*About this task:* These entries must be printed again exactly as they are.

(Saved entries)
//! Console state.
//!
//! Jobs and their logs live in [`JobRegistry`] and [`LogStore`]. [`AppState`]
//! is the snapshot the UI renders from, refreshed from those each frame, plus
//! the bits of view state that only the UI cares about.

mod job;
mod log;
mod registry;
mod weights;

pub use job::{ActiveJob, Channel, JobKey, JobStart, JobStatus, LogRefs, ModelVersion, ProcessKind};
pub use log::{FetchLease, LogPage, LogState, LogStore, LogTail};
pub use registry::JobRegistry;
pub use weights::WeightCatalog;

use std::fmt;
use std::time::Duration;

/// Log rows snapshotted before the terminal size is known.
pub const DEFAULT_VIEWPORT_ROWS: usize = 200;

/// Reachability of the training service, as last observed.
#[derive(Debug, Clone, PartialEq, Eq, Default)]
pub enum ConnectionStatus {
    #[default]
    Disconnected,
    Connecting,
    Connected,
    Error(String),
}

impl fmt::Display for ConnectionStatus {
    fn fmt(&self, f: &mut fmt::Formatter<'_>) -> fmt::Result {
        match self {
            ConnectionStatus::Disconnected => write!(f, "disconnected"),
            ConnectionStatus::Connecting => write!(f, "connecting"),
            ConnectionStatus::Connected => write!(f, "connected"),
            ConnectionStatus::Error(_) => write!(f, "error"),
        }
    }
}

/// What the UI draws.
#[derive(Debug, Clone)]
pub struct AppState {
    /// Tracked jobs, newest first.
    pub jobs: Vec<ActiveJob>,
    /// Highlighted row in the job list.
    pub cursor: Option<usize>,
    /// Job whose logs are being tailed.
    pub selected: Option<JobKey>,
    /// Visible logs of the selected job.
    pub logs: LogTail,
    /// Log tab being viewed.
    pub channel: Channel,
    /// Lines scrolled up from the tail.
    pub log_scroll: usize,
    /// Upper bound on the log rows the screen can show.
    pub viewport_rows: usize,
    pub connection: ConnectionStatus,
    /// Time left before guarded calls are allowed again.
    pub cooldown: Option<Duration>,
    pub status_message: Option<String>,
    pub endpoint: String,
    /// Weights new jobs can start from.
    pub weights: WeightCatalog,
}

impl AppState {
    pub fn new(endpoint: impl Into<String>) -> Self {
        Self {
            jobs: Vec::new(),
            cursor: None,
            selected: None,
            logs: LogTail::default(),
            channel: Channel::Stdout,
            log_scroll: 0,
            viewport_rows: DEFAULT_VIEWPORT_ROWS,
            connection: ConnectionStatus::default(),
            cooldown: None,
            status_message: None,
            endpoint: endpoint.into(),
            weights: WeightCatalog::default(),
        }
    }

    /// Replace the job list, keeping the cursor on the same job if it survived.
    pub fn set_jobs(&mut self, jobs: Vec<ActiveJob>) {
        let highlighted = self.cursor_job().map(|job| job.key.clone());
        self.jobs = jobs;
        self.cursor = match highlighted {
            Some(key) => self
                .jobs
                .iter()
                .position(|job| job.key == key)
                .or_else(|| self.cursor.map(|i| i.min(self.jobs.len().saturating_sub(1)))),
            None => (!self.jobs.is_empty()).then_some(0),
        };
        if self.jobs.is_empty() {
            self.cursor = None;
        }
    }

    /// Job under the cursor.
    pub fn cursor_job(&self) -> Option<&ActiveJob> {
        self.cursor.and_then(|i| self.jobs.get(i))
    }

    /// Move the cursor down, wrapping to the top.
    pub fn select_next(&mut self) {
        if self.jobs.is_empty() {
            self.cursor = None;
            return;
        }
        self.cursor = Some(match self.cursor {
            Some(i) if i + 1 < self.jobs.len() => i + 1,
            _ => 0,
        });
    }

    /// Move the cursor up, wrapping to the bottom.
    pub fn select_prev(&mut self) {
        if self.jobs.is_empty() {
            self.cursor = None;
            return;
        }
        self.cursor = Some(match self.cursor {
            Some(i) if i > 0 => i - 1,
            _ => self.jobs.len() - 1,
        });
    }

    pub fn toggle_channel(&mut self) {
        self.channel = self.channel.toggled();
        self.log_scroll = 0;
    }

    pub fn scroll_up(&mut self, lines: usize) {
        let max = self.logs.len(self.channel);
        self.log_scroll = (self.log_scroll + lines).min(max);
    }

    pub fn scroll_down(&mut self, lines: usize) {
        self.log_scroll = self.log_scroll.saturating_sub(lines);
    }

    pub fn set_status(&mut self, message: impl Into<String>) {
        self.status_message = Some(message.into());
    }

    /// Running jobs among the tracked ones.
    pub fn running_count(&self) -> usize {
        self.jobs
            .iter()
            .filter(|job| job.status == JobStatus::Running)
            .count()
    }
}

#[cfg(test)]
mod tests {
    use super::*;
    use chrono::Utc;
    use pretty_assertions::assert_eq;

    fn job(name: &str) -> ActiveJob {
        ActiveJob {
            key: JobKey::new(name, "gpt", "v2").unwrap(),
            process_id: None,
            status: JobStatus::Running,
            log_refs: None,
            started_at: tokio::time::Instant::now(),
            started_wall: Utc::now(),
        }
    }

    #[test]
    fn cursor_wraps_both_ways() {
        let mut state = AppState::new("http://localhost:6006");
        state.set_jobs(vec![job("a"), job("b"), job("c")]);
        assert_eq!(state.cursor, Some(0));

        state.select_prev();
        assert_eq!(state.cursor, Some(2));
        state.select_next();
        assert_eq!(state.cursor, Some(0));
        state.select_next();
        assert_eq!(state.cursor_job().unwrap().key.experiment_name(), "b");
    }

    #[test]
    fn cursor_follows_job_across_refresh() {
        let mut state = AppState::new("http://localhost:6006");
        state.set_jobs(vec![job("a"), job("b")]);
        state.select_next();

        state.set_jobs(vec![job("new"), job("a"), job("b")]);
        assert_eq!(state.cursor_job().unwrap().key.experiment_name(), "b");
    }

    #[test]
    fn cursor_clamps_when_highlighted_job_disappears() {
        let mut state = AppState::new("http://localhost:6006");
        state.set_jobs(vec![job("a"), job("b")]);
        state.select_next();

        state.set_jobs(vec![job("a")]);
        assert_eq!(state.cursor, Some(0));

        state.set_jobs(Vec::new());
        assert_eq!(state.cursor, None);
        state.select_next();
        assert_eq!(state.cursor, None);
    }

    #[test]
    fn scrolling_is_bounded_by_buffer() {
        let mut state = AppState::new("http://localhost:6006");
        state.logs.stdout_len = 3;
        state.scroll_up(10);
        assert_eq!(state.log_scroll, 3);
        state.scroll_down(1);
        assert_eq!(state.log_scroll, 2);

        state.toggle_channel();
        assert_eq!(state.channel, Channel::Stderr);
        assert_eq!(state.log_scroll, 0);
    }
}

*Response to the exercise:*
//! Console state.
//!
//! Jobs and their logs live in [`JobRegistry`] and [`LogStore`]. [`AppState`]
//! is the snapshot the UI renders from, refreshed from those each frame, plus
//! the bits of view state that only the UI cares about.

mod job;
mod log;
mod registry;
mod weights;

pub use job::{ActiveJob, Channel, JobKey, JobStart, JobStatus, LogRefs, ModelVersion, ProcessKind};
pub use log::{FetchLease, LogPage, LogState, LogStore, LogTail};
pub use registry::JobRegistry;
pub use weights::WeightCatalog;

use std::fmt;
use std::time::Duration;

/// Log rows snapshotted before the terminal size is known.
pub const DEFAULT_VIEWPORT_ROWS: usize = 200;

/// Reachability of the training service, as last observed.
#[derive(Debug, Clone, PartialEq, Eq, Default)]
pub enum ConnectionStatus {
    #[default]
    Disconnected,
    Connecting,
    Connected,
    Error(String),
}

impl fmt::Display for ConnectionStatus {
    fn fmt(&self, f: &mut fmt::Formatter<'_>) -> fmt::Result {
        match self {
            ConnectionStatus::Disconnected => write!(f, "disconnected"),
            ConnectionStatus::Connecting => write!(f, "connecting"),
            ConnectionStatus::Connected => write!(f, "connected"),
            ConnectionStatus::Error(_) => write!(f, "error"),
        }
    }
}

/// What the UI draws.
#[derive(Debug, Clone)]
pub struct AppState {
    /// Tracked jobs, newest first.
    pub jobs: Vec<ActiveJob>,
    /// Highlighted row in the job list.
    pub cursor: Option<usize>,
    /// Job whose logs are being tailed.
    pub selected: Option<JobKey>,
    /// Visible logs of the selected job.
    pub logs: LogTail,
    /// Log tab being viewed.
    pub channel: Channel,
    /// Lines scrolled up from the tail.
    pub log_scroll: usize,
    /// Upper bound on the log rows the screen can show.
    pub viewport_rows: usize,
    pub connection: ConnectionStatus,
    /// Time left before guarded calls are allowed again.
    pub cooldown: Option<Duration>,
    pub status_message: Option<String>,
    pub endpoint: String,
    /// Weights new jobs can start from.
    pub weights: WeightCatalog,
}

impl AppState {
    pub fn new(endpoint: impl Into<String>) -> Self {
        Self {
            jobs: Vec::new(),
            cursor: None,
            selected: None,
            logs: LogTail::default(),
            channel: Channel::Stdout,
            log_scroll: 0,
            viewport_rows: DEFAULT_VIEWPORT_ROWS,
            connection: ConnectionStatus::default(),
            cooldown: None,
            status_message: None,
            endpoint: endpoint.into(),
            weights: WeightCatalog::default(),
        }
    }

    /// Replace the job list, keeping the cursor on the same job if it survived.
    pub fn set_jobs(&mut self, jobs: Vec<ActiveJob>) {
        let highlighted = self.cursor_job().map(|job| job.key.clone());
        self.jobs = jobs;
        self.cursor = match highlighted {
            Some(key) => self
                .jobs
                .iter()
                .position(|job| job.key == key)
                .or_else(|| self.cursor.map(|i| i.min(self.jobs.len().saturating_sub(1)))),
            None => (!self.jobs.is_empty()).then_some(0),
        };
        if self.jobs.is_empty() {
            self.cursor = None;
        }
    }

    /// Job under the cursor.
    pub fn cursor_job(&self) -> Option<&ActiveJob> {
        self.cursor.and_then(|i| self.jobs.get(i))
    }

    /// Move the cursor down, wrapping to the top.
    pub fn select_next(&mut self) {
        if self.jobs.is_empty() {
            self.cursor = None;
            return;
        }
        self.cursor = Some(match self.cursor {
            Some(i) if i + 1 < self.jobs.len() => i + 1,
            _ => 0,
        });
    }

    /// Move the cursor up, wrapping to the bottom.
    pub fn select_prev(&mut self) {
        if self.jobs.is_empty() {
            self.cursor = None;
            return;
        }
        self.cursor = Some(match self.cursor {
            Some(i) if i > 0 => i - 1,
            _ => self.jobs.len() - 1,
        });
    }

    pub fn toggle_channel(&mut self) {
        self.channel = self.channel.toggled();
        self.log_scroll = 0;
    }

    pub fn scroll_up(&mut self, lines: usize) {
        let max = self.logs.len(self.channel);
        self.log_scroll = (self.log_scroll + lines).min(max);
    }

    pub fn scroll_down(&mut self, lines: usize) {
        self.log_scroll = self.log_scroll.saturating_sub(lines);
    }

    pub fn set_status(&mut self, message: impl Into<String>) {
        self.status_message = Some(message.into());
    }

    /// Running jobs among the tracked ones.
    pub fn running_count(&self) -> usize {
        self.jobs
            .iter()
            .filter(|job| job.status == JobStatus::Running)
            .count()
    }
}

#[cfg(test)]
mod tests {
    use super::*;
    use chrono::Utc;
    use pretty_assertions::assert_eq;

    fn job(name: &str) -> ActiveJob {
        ActiveJob {
            key: JobKey::new(name, "gpt", "v2").unwrap(),
            process_id: None,
            status: JobStatus::Running,
            log_refs: None,
            started_at: tokio::time::Instant::now(),
            started_wall: Utc::now(),
        }
    }

    #[test]
    fn cursor_wraps_both_ways() {
        let mut state = AppState::new("http://localhost:6006");
        state.set_jobs(vec![job("a"), job("b"), job("c")]);
        assert_eq!(state.cursor, Some(0));

        state.select_prev();
        assert_eq!(state.cursor, Some(2));
        state.select_next();
        assert_eq!(state.cursor, Some(0));
        state.select_next();
        assert_eq!(state.cursor_job().unwrap().key.experiment_name(), "b");
    }

    #[test]
    fn cursor_follows_job_across_refresh() {
        let mut state = AppState::new("http://localhost:6006");
        state.set_jobs(vec![job("a"), job("b")]);
        state.select_next();

        state.set_jobs(vec![job("new"), job("a"), job("b")]);
        assert_eq!(state.cursor_job().unwrap().key.experiment_name(), "b");
    }

    #[test]
    fn cursor_clamps_when_highlighted_job_disappears() {
        let mut state = AppState::new("http://localhost:6006");
        state.set_jobs(vec![job("a"), job("b")]);
        state.select_next();

        state.set_jobs(vec![job("a")]);
        assert_eq!(state.cursor, Some(0));

        state.set_jobs(Vec::new());
        assert_eq!(state.cursor, None);
        state.select_next();
        assert_eq!(state.cursor, None);
    }

    #[test]
    fn scrolling_is_bounded_by_buffer() {
        let mut state = AppState::new("http://localhost:6006");
        state.logs.stdout_len = 3;
        state.scroll_up(10);
        assert_eq!(state.log_scroll, 3);
        state.scroll_down(1);
        assert_eq!(state.log_scroll, 2);

        state.toggle_channel();
        assert_eq!(state.channel, Channel::Stderr);
        assert_eq!(state.log_scroll, 0);
    }
}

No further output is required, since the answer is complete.